Write out the data below exactly, beginning with the first line and ending once the line that has "mod parser;" is written.

[Saved data entries]
....

//! Structured filter expressions.
//!
//! Unlike an opaque `filter` closure, a [`FilterExpression`] can be inspected:
//! the optimizer derives cheap tag pre-filters and a narrowed type set from it
//! before any geometry is built. The expression itself is still evaluated on
//! every item afterwards, so the optimizer only ever skips work.
//!
//! Expressions are kept in negation normal form: [`FilterExpression::negate`]
//! pushes negation down to the leaves instead of wrapping a `Not` node.
//!
//! ```
//! use histbeam::FilterExpression;
//! let f: FilterExpression = "building=* and not type:node".parse()?;
//! assert_eq!(f.to_string(), "(building=* and type:way,relation)");
//! # Ok::<_, histbeam::Error>(())
//! ```

mod optimizer;
mod parser;

pub use optimizer::{OptimizedFilter, optimize};

use crate::geometry::{GeometryKind, kind_of};
use crate::osm::{OsmEntity, OsmTypeSet};
use geo::Geometry;
use std::fmt::{Display, Formatter, Result as FormatResult};
use std::str::FromStr;

#[derive(Clone, Debug, PartialEq, Eq, Hash)]
pub enum FilterExpression {
    Constant(bool),
    And(Box<FilterExpression>, Box<FilterExpression>),
    Or(Box<FilterExpression>, Box<FilterExpression>),
    TagExists { key: String },
    TagNotExists { key: String },
    TagEquals { key: String, value: String },
    TagNotEquals { key: String, value: String },
    TagEqualsAny { key: String, values: Vec<String> },
    TagNotEqualsAny { key: String, values: Vec<String> },
    Type(OsmTypeSet),
    GeometryType(GeometryKind),
    NotGeometryType(GeometryKind),
    Id(i64),
    IdNot(i64),
}

use FilterExpression as F;

impl FilterExpression {
    pub fn parse(input: &str) -> crate::Result<Self> {
        parser::parse(input)
    }

    #[must_use]
    pub fn tag(key: impl Into<String>, value: impl Into<String>) -> Self {
        F::TagEquals {
            key: key.into(),
            value: value.into(),
        }
    }

    #[must_use]
    pub fn tag_key(key: impl Into<String>) -> Self {
        F::TagExists { key: key.into() }
    }

    #[must_use]
    pub fn tag_any<I, S>(key: impl Into<String>, values: I) -> Self
    where
        I: IntoIterator<Item = S>,
        S: Into<String>,
    {
        F::TagEqualsAny {
            key: key.into(),
            values: values.into_iter().map(Into::into).collect(),
        }
    }

    #[must_use]
    pub fn and(self, other: Self) -> Self {
        F::And(Box::new(self), Box::new(other))
    }

    #[must_use]
    pub fn or(self, other: Self) -> Self {
        F::Or(Box::new(self), Box::new(other))
    }

    /// Logical negation, applied with De Morgan's laws down to the leaves.
    #[must_use]
    pub fn negate(&self) -> Self {
        match self {
            F::Constant(b) => F::Constant(!b),
            F::And(a, b) => a.negate().or(b.negate()),
            F::Or(a, b) => a.negate().and(b.negate()),
            F::TagExists { key } => F::TagNotExists { key: key.clone() },
            F::TagNotExists { key } => F::TagExists { key: key.clone() },
            F::TagEquals { key, value } => F::TagNotEquals {
                key: key.clone(),
                value: value.clone(),
            },
            F::TagNotEquals { key, value } => F::TagEquals {
                key: key.clone(),
                value: value.clone(),
            },
            F::TagEqualsAny { key, values } => F::TagNotEqualsAny {
                key: key.clone(),
                values: values.clone(),
            },
            F::TagNotEqualsAny { key, values } => F::TagEqualsAny {
                key: key.clone(),
                values: values.clone(),
            },
            F::Type(types) => F::Type(types.complement()),
            F::GeometryType(kind) => F::NotGeometryType(*kind),
            F::NotGeometryType(kind) => F::GeometryType(*kind),
            F::Id(id) => F::IdNot(*id),
            F::IdNot(id) => F::Id(*id),
        }
    }

    /// Evaluate against one entity state and its geometry.
    #[must_use]
    pub fn applies(&self, entity: &OsmEntity, geometry: &Geometry<f64>) -> bool {
        match self {
            F::Constant(b) => *b,
            F::And(a, b) => a.applies(entity, geometry) && b.applies(entity, geometry),
            F::Or(a, b) => a.applies(entity, geometry) || b.applies(entity, geometry),
            F::GeometryType(kind) => kind_of(geometry) == *kind,
            F::NotGeometryType(kind) => kind_of(geometry) != *kind,
            leaf => leaf.applies_to_tags(entity).unwrap_or(true),
        }
    }

    /// Evaluate a leaf that needs no geometry; `None` for every other node.
    pub(crate) fn applies_to_tags(&self, entity: &OsmEntity) -> Option<bool> {
        let hit = match self {
            F::TagExists { key } => entity.has_tag_key(key),
            F::TagNotExists { key } => !entity.has_tag_key(key),
            F::TagEquals { key, value } => entity.has_tag(key, value),
            F::TagNotEquals { key, value } => !entity.has_tag(key, value),
            F::TagEqualsAny { key, values } => {
                entity.tag(key).is_some_and(|v| values.iter().any(|x| x == v))
            }
            F::TagNotEqualsAny { key, values } => {
                !entity.tag(key).is_some_and(|v| values.iter().any(|x| x == v))
            }
            F::Type(types) => types.contains(entity.osm_type),
            F::Id(id) => entity.id == *id,
            F::IdNot(id) => entity.id != *id,
            _ => return None,
        };
        Some(hit)
    }

    /// Disjunctive normal form: a list of clauses, each a conjunction of leaves.
    ///
    /// `Constant(true)` becomes one empty clause, `Constant(false)` no clause.
    #[must_use]
    pub fn to_dnf(&self) -> Vec<Vec<FilterExpression>> {
        match self {
            F::Constant(true) => vec![Vec::new()],
            F::Constant(false) => Vec::new(),
            F::Or(a, b) => {
                let mut clauses = a.to_dnf();
                clauses.extend(b.to_dnf());
                clauses
            }
            F::And(a, b) => {
                let right = b.to_dnf();
                a.to_dnf()
                    .into_iter()
                    .flat_map(|l| {
                        right.iter().map(move |r| {
                            let mut clause = l.clone();
                            clause.extend(r.iter().cloned());
                            clause
                        })
                    })
                    .collect()
            }
            leaf => vec![vec![leaf.clone()]],
        }
    }

    /// Upper bound on the number of DNF clauses, saturating.
    pub(crate) fn dnf_size(&self) -> usize {
        match self {
            F::Constant(false) => 0,
            F::Or(a, b) => a.dnf_size().saturating_add(b.dnf_size()),
            F::And(a, b) => a.dnf_size().saturating_mul(b.dnf_size()),
            _ => 1,
        }
    }
}

impl FromStr for FilterExpression {
    type Err = crate::Error;

    fn from_str(s: &str) -> crate::Result<Self> {
        parser::parse(s)
    }
}

fn write_text(f: &mut Formatter<'_>, s: &str) -> FormatResult {
    if parser::is_bare_word(s) {
        f.write_str(s)
    } else {
        write!(f, "\"{}\"", s.replace('\\', "\\\\").replace('"', "\\\""))
    }
}

fn geometry_name(kind: GeometryKind) -> &'static str {
    match kind {
        GeometryKind::Point => "point",
        GeometryKind::Line => "line",
        GeometryKind::Polygon => "polygon",
        GeometryKind::Other => "other",
    }
}

impl Display for FilterExpression {
    fn fmt(&self, f: &mut Formatter<'_>) -> FormatResult {
        match self {
            F::Constant(b) => write!(f, "{b}"),
            F::And(a, b) => write!(f, "({a} and {b})"),
            F::Or(a, b) => write!(f, "({a} or {b})"),
            F::TagExists { key } => {
                write_text(f, key)?;
                f.write_str("=*")
            }
            F::TagNotExists { key } => {
                write_text(f, key)?;
                f.write_str("!=*")
            }
            F::TagEquals { key, value } | F::TagNotEquals { key, value } => {
                write_text(f, key)?;
                f.write_str(if matches!(self, F::TagEquals { .. }) { "=" } else { "!=" })?;
                write_text(f, value)
            }
            F::TagEqualsAny { key, values } | F::TagNotEqualsAny { key, values } => {
                if matches!(self, F::TagNotEqualsAny { .. }) {
                    f.write_str("not ")?;
                }
                write_text(f, key)?;
                f.write_str(" in (")?;
                for (i, v) in values.iter().enumerate() {
                    if i > 0 {
                        f.write_str(", ")?;
                    }
                    write_text(f, v)?;
                }
                f.write_str(")")
            }
            F::Type(types) if types.is_empty() => f.write_str("false"),
            F::Type(types) => {
                let names: Vec<String> = types.iter().map(|t| t.to_string()).collect();
                write!(f, "type:{}", names.join(","))
            }
            F::GeometryType(kind) => write!(f, "geometry:{}", geometry_name(*kind)),
            F::NotGeometryType(kind) => write!(f, "not geometry:{}", geometry_name(*kind)),
            F::Id(id) => write!(f, "id:{id}"),
            F::IdNot(id) => write!(f, "not id:{id}"),
        }
    }
}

....

## EXERCISE SOLUTION
//! Structured filter expressions.
//!
//! Unlike an opaque `filter` closure, a [`FilterExpression`] can be inspected:
//! the optimizer derives cheap tag pre-filters and a narrowed type set from it
//! before any geometry is built. The expression itself is still evaluated on
//! every item afterwards, so the optimizer only ever skips work.
//!
//! Expressions are kept in negation normal form: [`FilterExpression::negate`]
//! pushes negation down to the leaves instead of wrapping a `Not` node.
//!
//! ```
//! use histbeam::FilterExpression;
//! let f: FilterExpression = "building=* and not type:node".parse()?;
//! assert_eq!(f.to_string(), "(building=* and type:way,relation)");
//! # Ok::<_, histbeam::Error>(())
//! ```

mod optimizer;
mod parser;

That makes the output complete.